*** Begin section ***

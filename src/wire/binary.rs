//! Thrift Binary Protocol: fixed-width scalars in network byte order,
//! `i32` length prefixes for strings/binaries/containers. Ground: teacher
//! crate's `src/binary.rs` (read side) generalized to the owned
//! `ProtocolReader`/`ProtocolWriter` traits and given a write side,
//! cross-checked against the pack's apache-thrift `binary_protocol.rs`
//! (hhvm third-party/thrift) for exact byte layout and version masking.

use bytes::{Buf, BufMut, Bytes, BytesMut};

use super::{fixed_width, ProtocolReader, ProtocolWriter, SkipFrame, SkipStack, MAX_SKIP_DEPTH};
use crate::{
    thrift::{
        TFieldIdentifier, TListIdentifier, TMapIdentifier, TMessageIdentifier, TMessageType,
        TSetIdentifier, TStructIdentifier, TType,
    },
    CodecError, CodecErrorKind,
};

const VERSION_1: u32 = 0x8001_0000;
const VERSION_MASK: u32 = 0xffff_0000;

/// Reads Binary-protocol-encoded values out of an owned `Bytes` buffer.
/// `Bytes::split_to` is an `Arc` refcount bump, not a copy, so this stays
/// cheap even though it isn't lifetime-borrowed from the caller's buffer.
pub struct BinaryReader {
    buf: Bytes,
}

impl BinaryReader {
    pub fn new(buf: impl Into<Bytes>) -> Self {
        Self { buf: buf.into() }
    }

    #[inline]
    fn require(&self, n: usize) -> Result<(), CodecError> {
        if self.buf.remaining() < n {
            return Err(CodecError::new(
                CodecErrorKind::UnexpectedEof,
                "unexpected end of binary-protocol buffer",
            ));
        }
        Ok(())
    }
}

impl ProtocolReader for BinaryReader {
    fn read_message_begin(&mut self) -> Result<TMessageIdentifier, CodecError> {
        let header = self.read_i32()? as u32;
        let message_type = TMessageType::try_from((header & 0xf) as u8)?;
        if header & VERSION_MASK != VERSION_1 {
            return Err(CodecError::new(
                CodecErrorKind::BadVersion,
                "missing or unsupported version in binary message header",
            ));
        }
        let name = self.read_string()?;
        let sequence_number = self.read_i32()?;
        Ok(TMessageIdentifier::new(name, message_type, sequence_number))
    }

    fn read_message_end(&mut self) -> Result<(), CodecError> {
        Ok(())
    }

    fn read_struct_begin(&mut self) -> Result<TStructIdentifier, CodecError> {
        Ok(TStructIdentifier::new(None))
    }

    fn read_struct_end(&mut self) -> Result<(), CodecError> {
        Ok(())
    }

    fn read_field_begin(&mut self) -> Result<TFieldIdentifier, CodecError> {
        self.require(1)?;
        let field_type: TType = self.buf.get_u8().try_into()?;
        if field_type == TType::Stop {
            return Ok(TFieldIdentifier::new(None, field_type, None));
        }
        let id = self.read_i16()?;
        Ok(TFieldIdentifier::new(None, field_type, Some(id)))
    }

    fn read_field_end(&mut self) -> Result<(), CodecError> {
        Ok(())
    }

    fn read_list_begin(&mut self) -> Result<TListIdentifier, CodecError> {
        self.require(1)?;
        let element_type: TType = self.buf.get_u8().try_into()?;
        let size = self.read_i32()?;
        if size < 0 {
            return Err(CodecError::new(CodecErrorKind::NegativeSize, "negative list size"));
        }
        Ok(TListIdentifier::new(element_type, size as usize))
    }

    fn read_list_end(&mut self) -> Result<(), CodecError> {
        Ok(())
    }

    fn read_set_begin(&mut self) -> Result<TSetIdentifier, CodecError> {
        self.require(1)?;
        let element_type: TType = self.buf.get_u8().try_into()?;
        let size = self.read_i32()?;
        if size < 0 {
            return Err(CodecError::new(CodecErrorKind::NegativeSize, "negative set size"));
        }
        Ok(TSetIdentifier::new(element_type, size as usize))
    }

    fn read_set_end(&mut self) -> Result<(), CodecError> {
        Ok(())
    }

    fn read_map_begin(&mut self) -> Result<TMapIdentifier, CodecError> {
        self.require(2)?;
        let key_type: TType = self.buf.get_u8().try_into()?;
        let value_type: TType = self.buf.get_u8().try_into()?;
        let size = self.read_i32()?;
        if size < 0 {
            return Err(CodecError::new(CodecErrorKind::NegativeSize, "negative map size"));
        }
        Ok(TMapIdentifier::new(key_type, value_type, size as usize))
    }

    fn read_map_end(&mut self) -> Result<(), CodecError> {
        Ok(())
    }

    fn read_bool(&mut self) -> Result<bool, CodecError> {
        self.require(1)?;
        Ok(self.buf.get_i8() != 0)
    }

    fn read_i8(&mut self) -> Result<i8, CodecError> {
        self.require(1)?;
        Ok(self.buf.get_i8())
    }

    fn read_i16(&mut self) -> Result<i16, CodecError> {
        self.require(2)?;
        Ok(self.buf.get_i16())
    }

    fn read_i32(&mut self) -> Result<i32, CodecError> {
        self.require(4)?;
        Ok(self.buf.get_i32())
    }

    fn read_i64(&mut self) -> Result<i64, CodecError> {
        self.require(8)?;
        Ok(self.buf.get_i64())
    }

    fn read_double(&mut self) -> Result<f64, CodecError> {
        self.require(8)?;
        Ok(self.buf.get_f64())
    }

    fn read_string(&mut self) -> Result<String, CodecError> {
        let bytes = self.read_binary()?;
        String::from_utf8(bytes.to_vec())
            .map_err(|_| CodecError::new(CodecErrorKind::InvalidData, "string is not valid utf-8"))
    }

    fn read_binary(&mut self) -> Result<Bytes, CodecError> {
        let len = self.read_i32()?;
        if len < 0 {
            return Err(CodecError::new(CodecErrorKind::NegativeSize, "negative binary length"));
        }
        let len = len as usize;
        self.require(len)?;
        Ok(self.buf.split_to(len))
    }

    fn skip(&mut self, ttype: TType) -> Result<(), CodecError> {
        self.skip_inner(ttype, 0)
    }
}

impl BinaryReader {
    /// Non-recursive per the depth-limit contract in `crate::wire`
    /// (`MAX_SKIP_DEPTH`): list/set/map-of-container nesting is walked
    /// through the explicit `stack`/`current` machinery below, never
    /// native call recursion. A struct field whose value is itself a
    /// struct (or a list/map whose element type is `Struct`, reached via
    /// the `Collection` arm) does re-enter `skip_inner`, so `depth` is
    /// threaded through that one recursive call site and checked against
    /// `MAX_SKIP_DEPTH` together with the in-progress `stack`'s own
    /// collection nesting, the same two-source depth check
    /// `CompactReader::skip_inner` uses.
    fn skip_inner(&mut self, ttype: TType, depth: usize) -> Result<(), CodecError> {
        if depth >= MAX_SKIP_DEPTH {
            return Err(CodecError::new(CodecErrorKind::DepthLimit, "skip nesting too deep"));
        }
        let mut stack: SkipStack = SkipStack::new();
        let mut current = SkipFrame::Value(ttype);
        loop {
            match current {
                SkipFrame::Value(TType::Struct) => loop {
                    let field = self.read_field_begin()?;
                    if field.field_type == TType::Stop {
                        break;
                    }
                    let width = fixed_width(field.field_type);
                    if width != 0 {
                        self.require(width)?;
                        self.buf.advance(width);
                    } else {
                        self.skip_inner(field.field_type, depth + 1)?;
                    }
                },
                SkipFrame::Value(TType::List) | SkipFrame::Value(TType::Set) => {
                    self.require(1)?;
                    let element_type: TType = self.buf.get_u8().try_into()?;
                    let len = self.read_i32()?;
                    if len < 0 {
                        return Err(CodecError::new(CodecErrorKind::NegativeSize, "negative container size in skip"));
                    }
                    let width = fixed_width(element_type);
                    if width != 0 {
                        let total = len as usize * width;
                        self.require(total)?;
                        self.buf.advance(total);
                        current = pop(&mut stack)?;
                        continue;
                    }
                    current = SkipFrame::Collection(len as u32, [element_type, element_type]);
                }
                SkipFrame::Value(TType::Map) => {
                    self.require(2)?;
                    let key_type: TType = self.buf.get_u8().try_into()?;
                    let value_type: TType = self.buf.get_u8().try_into()?;
                    let len = self.read_i32()?;
                    if len < 0 {
                        return Err(CodecError::new(CodecErrorKind::NegativeSize, "negative map size in skip"));
                    }
                    let key_width = fixed_width(key_type);
                    let value_width = fixed_width(value_type);
                    if key_width != 0 && value_width != 0 {
                        let total = len as usize * (key_width + value_width);
                        self.require(total)?;
                        self.buf.advance(total);
                        current = pop(&mut stack)?;
                        continue;
                    }
                    current = SkipFrame::Collection(len as u32 * 2, [key_type, value_type]);
                }
                SkipFrame::Value(TType::Binary) => {
                    self.read_binary()?;
                    current = pop(&mut stack)?;
                    continue;
                }
                SkipFrame::Value(other) => {
                    let width = fixed_width(other);
                    if width == 0 {
                        return Err(CodecError::new(
                            CodecErrorKind::InvalidData,
                            format!("ttype {:?} cannot be skipped directly", other),
                        ));
                    }
                    self.require(width)?;
                    self.buf.advance(width);
                    current = pop(&mut stack)?;
                    continue;
                }
                SkipFrame::Collection(0, _) => {
                    current = pop(&mut stack)?;
                    continue;
                }
                SkipFrame::Collection(remaining, types) => {
                    if depth + stack.len() >= MAX_SKIP_DEPTH {
                        return Err(CodecError::new(CodecErrorKind::DepthLimit, "skip nesting too deep"));
                    }
                    stack.push(SkipFrame::Collection(remaining - 1, types));
                    current = SkipFrame::Value(types[(remaining & 1) as usize]);
                    continue;
                }
            }
            current = pop(&mut stack)?;
            if matches!(current, SkipFrame::Value(TType::Stop)) {
                return Ok(());
            }
        }
    }
}

/// Pop the next frame from the skip stack, or signal completion with a
/// sentinel `Stop` frame when the stack is empty.
#[inline]
fn pop(stack: &mut SkipStack) -> Result<SkipFrame, CodecError> {
    Ok(stack.pop().unwrap_or(SkipFrame::Value(TType::Stop)))
}

/// Writes Binary-protocol-encoded values into a caller-owned `BytesMut`.
pub struct BinaryWriter<'a> {
    buf: &'a mut BytesMut,
}

impl<'a> BinaryWriter<'a> {
    pub fn new(buf: &'a mut BytesMut) -> Self {
        Self { buf }
    }
}

impl<'a> ProtocolWriter for BinaryWriter<'a> {
    fn write_message_begin(&mut self, identifier: &TMessageIdentifier) {
        let header = VERSION_1 | u8::from(identifier.message_type) as u32;
        self.write_i32(header as i32);
        self.write_string(&identifier.name);
        self.write_i32(identifier.sequence_number);
    }

    fn write_message_end(&mut self) {}

    fn write_struct_begin(&mut self, _identifier: &TStructIdentifier) {}

    fn write_struct_end(&mut self) {}

    fn write_field_begin(&mut self, field_type: TType, id: i16) {
        self.buf.put_u8(field_type.into());
        self.write_i16(id);
    }

    fn write_field_end(&mut self) {}

    fn write_field_stop(&mut self) {
        self.buf.put_u8(TType::Stop.into());
    }

    fn write_list_begin(&mut self, identifier: &TListIdentifier) {
        self.buf.put_u8(identifier.element_type.into());
        self.write_i32(identifier.size as i32);
    }

    fn write_list_end(&mut self) {}

    fn write_set_begin(&mut self, identifier: &TSetIdentifier) {
        self.buf.put_u8(identifier.element_type.into());
        self.write_i32(identifier.size as i32);
    }

    fn write_set_end(&mut self) {}

    fn write_map_begin(&mut self, identifier: &TMapIdentifier) {
        self.buf.put_u8(identifier.key_type.into());
        self.buf.put_u8(identifier.value_type.into());
        self.write_i32(identifier.size as i32);
    }

    fn write_map_end(&mut self) {}

    fn write_bool(&mut self, value: bool) {
        self.buf.put_i8(value as i8);
    }

    fn write_i8(&mut self, value: i8) {
        self.buf.put_i8(value);
    }

    fn write_i16(&mut self, value: i16) {
        self.buf.put_i16(value);
    }

    fn write_i32(&mut self, value: i32) {
        self.buf.put_i32(value);
    }

    fn write_i64(&mut self, value: i64) {
        self.buf.put_i64(value);
    }

    fn write_double(&mut self, value: f64) {
        self.buf.put_f64(value);
    }

    fn write_string(&mut self, value: &str) {
        self.write_binary(value.as_bytes());
    }

    fn write_binary(&mut self, value: &[u8]) {
        self.write_i32(value.len() as i32);
        self.buf.put_slice(value);
    }
}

*** End section ***

- _Work order_: Copy out each line carrying the string "advance" from the data.

- _Response to the task_:
                        self.buf.advance(width);
                        self.buf.advance(total);
                        self.buf.advance(total);
                    self.buf.advance(width);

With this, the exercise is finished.